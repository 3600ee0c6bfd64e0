use super::macro_desc::MacroDesc;
use super::model::LibraryHandle;

/// A named group of macros inside a library.
///
/// The owning library is referenced through a [`LibraryHandle`], which the
/// [`LibraryModel`](super::LibraryModel) refuses once the tree it was taken
/// from has been rebuilt.
#[derive(Debug, Clone)]
pub struct Category {
    name: String,
    parent: LibraryHandle,
    hidden: bool,
    macros: Vec<MacroDesc>,
}

impl Category {
    pub(crate) fn new(name: impl Into<String>, parent: LibraryHandle, hidden: bool) -> Self {
        Self {
            name: name.into(),
            parent,
            hidden,
            macros: Vec::new(),
        }
    }

    pub fn name(&self) -> &str {
        &self.name
    }

    pub(crate) fn set_name(&mut self, name: impl Into<String>) {
        self.name = name.into();
    }

    /// Handle of the library holding this category
    pub fn parent_library(&self) -> LibraryHandle {
        self.parent
    }

    pub(crate) fn set_parent_library(&mut self, parent: LibraryHandle) {
        self.parent = parent;
    }

    /// Hidden categories are not shown in the symbol browser
    pub fn is_hidden(&self) -> bool {
        self.hidden
    }

    /// Macros in display order
    pub fn all_macros(&self) -> &[MacroDesc] {
        &self.macros
    }

    pub(crate) fn macros_mut(&mut self) -> &mut Vec<MacroDesc> {
        &mut self.macros
    }

    pub(crate) fn add_macro(&mut self, macro_desc: MacroDesc) {
        self.macros.push(macro_desc);
    }

    pub(crate) fn remove_macro(&mut self, key: &str) -> Option<MacroDesc> {
        let index = self.macros.iter().position(|m| m.key == key)?;
        Some(self.macros.remove(index))
    }

    /// Whether a macro with the given plain key is in this category.
    /// No key at all always matches.
    pub fn contains_macro_key(&self, key: Option<&str>) -> bool {
        let Some(key) = key else {
            return true;
        };
        self.macros.iter().any(|m| m.plain_key() == key)
    }
}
══════════════════════════════
■ Task objective
Among the entries above, the line containing "let index = self.macros.iter().position(|m|", the line containing "all always matches.", and all lines between them are to be restated word for word; nothing else belongs in the reply.

■ Response for this exercise
        let index = self.macros.iter().position(|m| m.key == key)?;
        Some(self.macros.remove(index))
    }

    /// Whether a macro with the given plain key is in this category.
    /// No key at all always matches.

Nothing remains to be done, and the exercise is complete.